La obra que nos ocupa representa a las vírgenes y mártires Santa Catalina y Santa Margarita. La primera de ellas, situada en la izquierda de la composición, aparece representada como una princesa real, es decir, coronada y ataviada con una túnica roja y un manto violáceo. En su mano izquierda porta la espada con la que fue decapitada, al tiempo que con la derecha parece que esté sujetando el manto que la cubre, en un gesto ciertamente exquisito que nos remite al maestro florentino. El lado derecho lo ocupa Margarita de Antioquía, quien viste una túnica roja bajo un manto de color azul. Mientras en su mano derecha sostiene la palma del martirio, a sus pies aparece un dragón con las fauces abiertas que nos remite al relato que aparece en la Leyenda Dorada, en donde se narra que la mártir fue engullida y posteriormente escupida por dicho monstruo tras haber trazado ésta la señal de la cruz; gesto, por otro lado, perceptible en la mano diestra de la santa.

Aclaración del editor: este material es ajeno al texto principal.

//! postplan-compile - Compile the day's sheets into a posting plan.

fn main() -> std::process::ExitCode {
    postplan::cmd::compile_cmd::main()
}
//! postplan-split - Write the invoice and order subsets of the day.

fn main() -> std::process::ExitCode {
    postplan::cmd::split_cmd::main()
}
//! Core of postplan
//!
//! This crate turns the daily collections sheets into the ordered sequence of
//! entry-screen actions that posts the collections document:
//!
//! - [`classify`] - split pre-registration rows into invoice- and order-settled
//! - [`extract_header`] - document date, period, territory and rounding
//! - [`compile`] - the posting plan compiler
//! - [`resolve`] - the rounding correction line
//! - [`replay`] - drive an [`Actuator`] through a plan
//!
//! # Example
//!
//! ```
//! use postplan_core::{build_plan, BankRow, Credentials, Phase, PlanSettings, PreRegistroRow};
//! use rust_decimal_macros::dec;
//! use chrono::NaiveDate;
//!
//! let today = NaiveDate::from_ymd_opt(2026, 10, 18).unwrap();
//! let bank = vec![BankRow::new("100200", dec!(500.00), "OP1")
//!     .with_value_date(NaiveDate::from_ymd_opt(2026, 10, 16).unwrap())
//!     .with_rounding("0.03")];
//! let rows = vec![PreRegistroRow::new("900", dec!(500.00))
//!     .with_invoice("INV-1")
//!     .with_territory("12")];
//! let credentials = Credentials::new("jdoe", "secret").unwrap();
//!
//! let doc = build_plan(&rows, &bank, &credentials, today, &PlanSettings::default()).unwrap();
//! assert_eq!(doc.header.document_text, "COBRANZAS DUAL-12");
//! assert_eq!(doc.plan.phase(Phase::Rounding).len(), 6);
//! assert_eq!(doc.plan.len(), 32);
//! ```

#![forbid(unsafe_code)]
#![warn(missing_docs)]

pub mod action;
pub mod classify;
pub mod codes;
pub mod compile;
pub mod error;
pub mod fiscal;
pub mod format;
pub mod header;
pub mod model;
pub mod replay;
pub mod rounding;
pub mod screen;

pub use action::{Phase, PhaseSpan, PostingAction, PostingPlan, SessionOpen};
pub use classify::{classify, Batch};
pub use codes::{PlanSettings, PostingCodes};
pub use compile::{build_plan, compile, CompiledDocument, PlanInput};
pub use error::{PlanError, ReplayError};
pub use fiscal::fiscal_period;
pub use format::{format_plan, FormatConfig};
pub use header::extract_header;
pub use model::{BankRow, Credentials, DocumentHeader, PreRegistroRow, Secret};
pub use replay::{replay, Actuator, ReplayReport, Transcript};
pub use rounding::resolve;

// Re-export commonly used external types
pub use chrono::NaiveDate;
pub use rust_decimal::Decimal;
//! Integration tests running the built binaries against sheets on disk.

use std::fs;
use std::path::Path;
use std::process::{Command, Output};
use tempfile::TempDir;

const PREREGISTRO: &str = "\
Cliente,Factura,Número Pedido,Territorio,Importe Abonado
900.0,INV-1,,12.0,400.00
777,,3100001,12,100.00
,,,,
,,,,
";

const BANCO: &str = "\
BANCO DE PRUEBA
Extracto de movimientos
Cuenta,100200
,,,,
FECHA,CUENTA,IMPORTE,NRO.OPERACION,REDONDEO
16/10/2026,100200,500.00,778812,0.03
";

const CREDENCIALES: &str = "\
Acceso,,
Usuario,,jdoe
Clave,,s3cret
";

fn fixture() -> TempDir {
    let dir = tempfile::tempdir().unwrap();
    fs::write(dir.path().join("preregistro.csv"), PREREGISTRO).unwrap();
    fs::write(dir.path().join("banco.csv"), BANCO).unwrap();
    fs::write(dir.path().join("credenciales.csv"), CREDENCIALES).unwrap();
    dir
}

fn run(bin: &str, dir: &Path, extra: &[&str]) -> Output {
    Command::new(bin)
        .arg("--base-dir")
        .arg(dir)
        .args(["--today", "2026-10-18"])
        .args(extra)
        .env_remove("POSTPLAN_BASE_DIR")
        .env_remove("RUST_LOG")
        .output()
        .unwrap()
}

fn compile(dir: &Path, extra: &[&str]) -> Output {
    run(env!("CARGO_BIN_EXE_postplan-compile"), dir, extra)
}

fn stdout(output: &Output) -> String {
    String::from_utf8_lossy(&output.stdout).to_string()
}

fn stderr(output: &Output) -> String {
    String::from_utf8_lossy(&output.stderr).to_string()
}

// ============================================================================
// postplan-compile
// ============================================================================

#[test]
fn test_compile_text_listing() {
    let dir = fixture();
    let output = compile(dir.path(), &[]);
    assert!(output.status.success(), "stderr: {}", stderr(&output));

    let text = stdout(&output);
    assert!(text.starts_with("SESSION logon jdoe / *** then transaction FB05\n"));
    assert!(text.contains("HEADER (7)\n"));
    assert!(text.contains("BANK_LINES (6)\n"));
    assert!(text.contains("ORDER_LINES (12)\n"));
    assert!(text.contains("INVOICE_LINES (10)\n"));
    assert!(text.contains("SAVE (2)\n"));
    assert!(text.contains("ROUNDING (6)\n"));
    assert!(text.contains("CLOSE (2)\n"));
    assert!(text.contains("\"COBRANZAS DUAL-12\""));
    assert!(!text.contains("s3cret"));
    assert!(stderr(&output).contains("Compiled 45 actions for 1 invoice and 1 order rows"));
}

#[test]
fn test_compile_json() {
    let dir = fixture();
    let output = compile(dir.path(), &["--format", "json"]);
    assert!(output.status.success(), "stderr: {}", stderr(&output));

    let value: serde_json::Value = serde_json::from_slice(&output.stdout).unwrap();
    assert_eq!(value["invoice_count"], 1);
    assert_eq!(value["order_count"], 1);
    assert_eq!(value["header"]["territory"], "12");
    assert_eq!(value["header"]["fiscal_period"], 7);
    assert_eq!(value["plan"]["session"]["secret"], "***");
    assert_eq!(value["plan"]["actions"].as_array().map(Vec::len), Some(45));
    assert!(!stdout(&output).contains("s3cret"));
}

#[test]
fn test_compile_with_config_file() {
    let dir = fixture();
    let config = dir.path().join("run.json");
    fs::write(
        &config,
        r#"{"company_code": "300", "codes": {"text_prefix": "COBROS-"}}"#,
    )
    .unwrap();

    let output = compile(dir.path(), &["--config", config.to_str().unwrap(), "--header"]);
    assert!(output.status.success(), "stderr: {}", stderr(&output));
    let text = stdout(&output);
    assert!(text.contains("company:       300\n"));
    assert!(text.contains("\"COBROS-12\""));
}

#[test]
fn test_compile_empty_bank_sheet_fails() {
    let dir = fixture();
    fs::write(
        dir.path().join("banco.csv"),
        "BANCO\n,,\n,,\n,,\nFECHA,CUENTA,IMPORTE,NRO.OPERACION,REDONDEO\n",
    )
    .unwrap();

    let output = compile(dir.path(), &[]);
    assert_eq!(output.status.code(), Some(1));
    assert!(stderr(&output).contains("empty batch"));
    assert!(output.stdout.is_empty());
}

#[test]
fn test_compile_blank_password_fails() {
    let dir = fixture();
    fs::write(dir.path().join("credenciales.csv"), "Acceso,,\nUsuario,,jdoe\n").unwrap();

    let output = compile(dir.path(), &[]);
    assert_eq!(output.status.code(), Some(1));
    assert!(stderr(&output).contains("credential error: password is empty"));
}

#[test]
fn test_compile_missing_sheet_fails() {
    let dir = fixture();
    fs::remove_file(dir.path().join("preregistro.csv")).unwrap();

    let output = compile(dir.path(), &[]);
    assert_eq!(output.status.code(), Some(1));
    assert!(stderr(&output).contains("preregistro.csv"));
}

#[test]
fn test_usage_error_exit_code() {
    let output = Command::new(env!("CARGO_BIN_EXE_postplan-compile"))
        .arg("--no-such-flag")
        .output()
        .unwrap();
    assert_eq!(output.status.code(), Some(2));
}

// ============================================================================
// postplan-script
// ============================================================================

#[test]
fn test_script_to_file() {
    let dir = fixture();
    let out = dir.path().join("cobranzas.vbs");
    let output = run(
        env!("CARGO_BIN_EXE_postplan-script"),
        dir.path(),
        &["-o", out.to_str().unwrap()],
    );
    assert!(output.status.success(), "stderr: {}", stderr(&output));
    assert!(stderr(&output).contains("Wrote 50 steps"));

    let script = fs::read_to_string(&out).unwrap();
    assert!(script.contains("Set connection = application.Children(0)"));
    assert!(script.contains("InputBox(\"Password\")"));
    assert!(script.contains(".text = \"jdoe\""));
    assert!(script.contains(".text = \"FB05\""));
    assert!(script.trim_end().ends_with("session.findById(\"wnd[0]\").sendVKey 0"));
    assert!(!script.contains("s3cret"));
}

#[test]
fn test_script_failure_writes_nothing() {
    let dir = fixture();
    fs::write(dir.path().join("credenciales.csv"), "Acceso\n").unwrap();
    let out = dir.path().join("cobranzas.vbs");

    let output = run(
        env!("CARGO_BIN_EXE_postplan-script"),
        dir.path(),
        &["-o", out.to_str().unwrap()],
    );
    assert_eq!(output.status.code(), Some(1));
    assert!(!out.exists());
}

// ============================================================================
// postplan-split
// ============================================================================

#[test]
fn test_split_writes_subsets() {
    let dir = fixture();
    let output = run(env!("CARGO_BIN_EXE_postplan-split"), dir.path(), &[]);
    assert!(output.status.success(), "stderr: {}", stderr(&output));

    let factura = fs::read_to_string(dir.path().join("factura.csv")).unwrap();
    let pedido = fs::read_to_string(dir.path().join("pedido.csv")).unwrap();
    assert_eq!(
        factura,
        "Cliente,Factura,Número Pedido,Territorio,Importe Abonado\n900,INV-1,,12,400.00\n"
    );
    assert_eq!(
        pedido,
        "Cliente,Factura,Número Pedido,Territorio,Importe Abonado\n777,,3100001,12,100.00\n"
    );
}
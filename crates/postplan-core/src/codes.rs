//! Business constants of the collections document.
//!
//! The defaults are the values the posting team enters by hand. Every value
//! can be overridden from the run configuration.

use serde::{Deserialize, Serialize};

/// Posting keys, line codes and fixed accounts used by the compiler.
#[derive(Debug, Clone, PartialEq, Eq, Serialize, Deserialize)]
#[serde(default)]
pub struct PostingCodes {
    /// Transaction entered in the command field.
    pub transaction_code: String,
    /// Document type of the header.
    pub document_type: String,
    /// Posting key for bank lines.
    pub bank_posting_key: String,
    /// Posting key for order-settled customer lines.
    pub order_posting_key: String,
    /// Special G/L indicator set on order lines.
    pub order_special_gl: String,
    /// Sales order item on order lines.
    pub order_item: String,
    /// Schedule line on order lines.
    pub order_schedule_line: String,
    /// Account type used when selecting open items.
    pub clearing_account_type: String,
    /// Special G/L indicators included in the open-item selection.
    pub clearing_special_gl: String,
    /// Debit posting key of the rounding line.
    pub debit_key: String,
    /// Credit posting key of the rounding line.
    pub credit_key: String,
    /// Account receiving rounding differences.
    pub adjustment_account: String,
    /// Prefix of the header text; the territory is appended.
    pub text_prefix: String,
}

impl Default for PostingCodes {
    fn default() -> Self {
        Self {
            transaction_code: "FB05".to_string(),
            document_type: "DB".to_string(),
            bank_posting_key: "40".to_string(),
            order_posting_key: "19".to_string(),
            order_special_gl: "X".to_string(),
            order_item: "000010".to_string(),
            order_schedule_line: "0001".to_string(),
            clearing_account_type: "D".to_string(),
            clearing_special_gl: "AXE".to_string(),
            debit_key: "40".to_string(),
            credit_key: "50".to_string(),
            adjustment_account: "659310999".to_string(),
            text_prefix: "COBRANZAS DUAL-".to_string(),
        }
    }
}

/// Document-level settings that come from configuration rather than sheets.
#[derive(Debug, Clone, PartialEq, Eq, Serialize, Deserialize)]
#[serde(default)]
pub struct PlanSettings {
    /// Company code of the document.
    pub company_code: String,
    /// Document currency.
    pub currency: String,
    /// Business constants.
    pub codes: PostingCodes,
}

impl Default for PlanSettings {
    fn default() -> Self {
        Self {
            company_code: "246".to_string(),
            currency: "BOB".to_string(),
            codes: PostingCodes::default(),
        }
    }
}
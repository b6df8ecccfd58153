//! Logon credentials stored in a workbook tab.
//!
//! The credentials live in two fixed cells of a sheet export, addressed in
//! A1 notation (`C2` for the user, `C3` for the password by default).

use anyhow::{bail, Context, Result};
use postplan_core::Credentials;
use serde::{Deserialize, Serialize};
use std::fmt;
use std::fs;
use std::path::Path;
use std::str::FromStr;

/// A cell address in A1 notation.
#[derive(Debug, Clone, Copy, PartialEq, Eq, Serialize, Deserialize)]
#[serde(try_from = "String", into = "String")]
pub struct CellRef {
    /// Zero-based row.
    pub row: usize,
    /// Zero-based column.
    pub column: usize,
}

impl CellRef {
    /// Parse an A1 reference such as `C2` or `AA10`.
    pub fn parse(s: &str) -> Result<Self> {
        let s = s.trim();
        let split = s
            .find(|c: char| c.is_ascii_digit())
            .with_context(|| format!("cell reference '{s}' has no row"))?;
        let (letters, digits) = s.split_at(split);
        if letters.is_empty() || !letters.chars().all(|c| c.is_ascii_alphabetic()) {
            bail!("cell reference '{s}' has no column");
        }

        let Some(column) = letters.chars().try_fold(0usize, |acc, c| {
            let digit = c.to_ascii_uppercase() as usize - 'A' as usize + 1;
            acc.checked_mul(26)?.checked_add(digit)
        }) else {
            bail!("cell reference '{s}' column is out of range");
        };
        let column = column - 1;
        let row: usize = digits
            .parse()
            .with_context(|| format!("cell reference '{s}' has an invalid row"))?;
        if row == 0 {
            bail!("cell reference '{s}': rows start at 1");
        }

        Ok(Self {
            row: row - 1,
            column,
        })
    }
}

impl FromStr for CellRef {
    type Err = anyhow::Error;

    fn from_str(s: &str) -> Result<Self> {
        Self::parse(s)
    }
}

impl TryFrom<String> for CellRef {
    type Error = anyhow::Error;

    fn try_from(s: String) -> Result<Self> {
        Self::parse(&s)
    }
}

impl From<CellRef> for String {
    fn from(cell: CellRef) -> Self {
        cell.to_string()
    }
}

impl fmt::Display for CellRef {
    fn fmt(&self, f: &mut fmt::Formatter<'_>) -> fmt::Result {
        let mut letters = Vec::new();
        let mut n = self.column + 1;
        while n > 0 {
            let rem = (n - 1) % 26;
            letters.push(char::from(b'A' + rem as u8));
            n = (n - 1) / 26;
        }
        for c in letters.iter().rev() {
            write!(f, "{c}")?;
        }
        write!(f, "{}", self.row + 1)
    }
}

/// Where the user and password cells are.
#[derive(Debug, Clone, Copy, PartialEq, Eq, Serialize, Deserialize)]
#[serde(default)]
pub struct CredentialCells {
    /// Cell holding the user name.
    pub user: CellRef,
    /// Cell holding the password.
    pub secret: CellRef,
}

impl Default for CredentialCells {
    fn default() -> Self {
        Self {
            user: CellRef { row: 1, column: 2 },
            secret: CellRef { row: 2, column: 2 },
        }
    }
}

/// Read credentials from sheet content.
pub fn read_credentials_str(content: &str, cells: &CredentialCells) -> Result<Credentials> {
    let content = content.strip_prefix('\u{feff}').unwrap_or(content);
    let mut reader = csv::ReaderBuilder::new()
        .has_headers(false)
        .flexible(true)
        .from_reader(content.as_bytes());

    let mut grid = Vec::new();
    for record in reader.records() {
        grid.push(record.context("failed to read credentials sheet")?);
    }

    let lookup = |cell: CellRef| -> String {
        grid.get(cell.row)
            .and_then(|r| r.get(cell.column))
            .map(|v| v.trim().to_string())
            .unwrap_or_default()
    };

    let credentials = Credentials::new(lookup(cells.user), lookup(cells.secret))
        .with_context(|| format!("cells {} and {}", cells.user, cells.secret))?;
    tracing::debug!(user = %credentials.user, "read credentials");
    Ok(credentials)
}

/// Read credentials from a sheet file.
pub fn read_credentials(path: &Path, cells: &CredentialCells) -> Result<Credentials> {
    let content = fs::read_to_string(path)
        .with_context(|| format!("Failed to open file: {}", path.display()))?;
    read_credentials_str(&content, cells).with_context(|| format!("in {}", path.display()))
}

El modelo compositivo utilizado por Yáñez de la Almedina es ciertamente habitual dentro de su obra: personajes de cuerpo entero que comparten en disposición simétrica el mismo espacio pictórico. No obstante, en esta ocasión el canon aplicado a las santas resulta algo más corto y corpulento que en otras ocasiones. Sin embargo, las facciones de las mujeres son plena e inconfundiblemente yañezcas. Ambas figuras son totalmente autónomas ya que, a pesar de que comparten un mismo espacio, entre ellas no se establece ningún tipo de unión o comunicación.
Santa Catalina y Santa Margarita aparecen recortadas sobre un fondo de vegetación que, a su vez, se superpone sobre un luminoso paisaje dominado por un montículo en el que se ubica una ciudadela fortificada en lo alto. Un tipo de composición que nos acerca al norte de Italia y que fue asimilado por el pintor manchego durante su aprendizaje en tierras lombardas.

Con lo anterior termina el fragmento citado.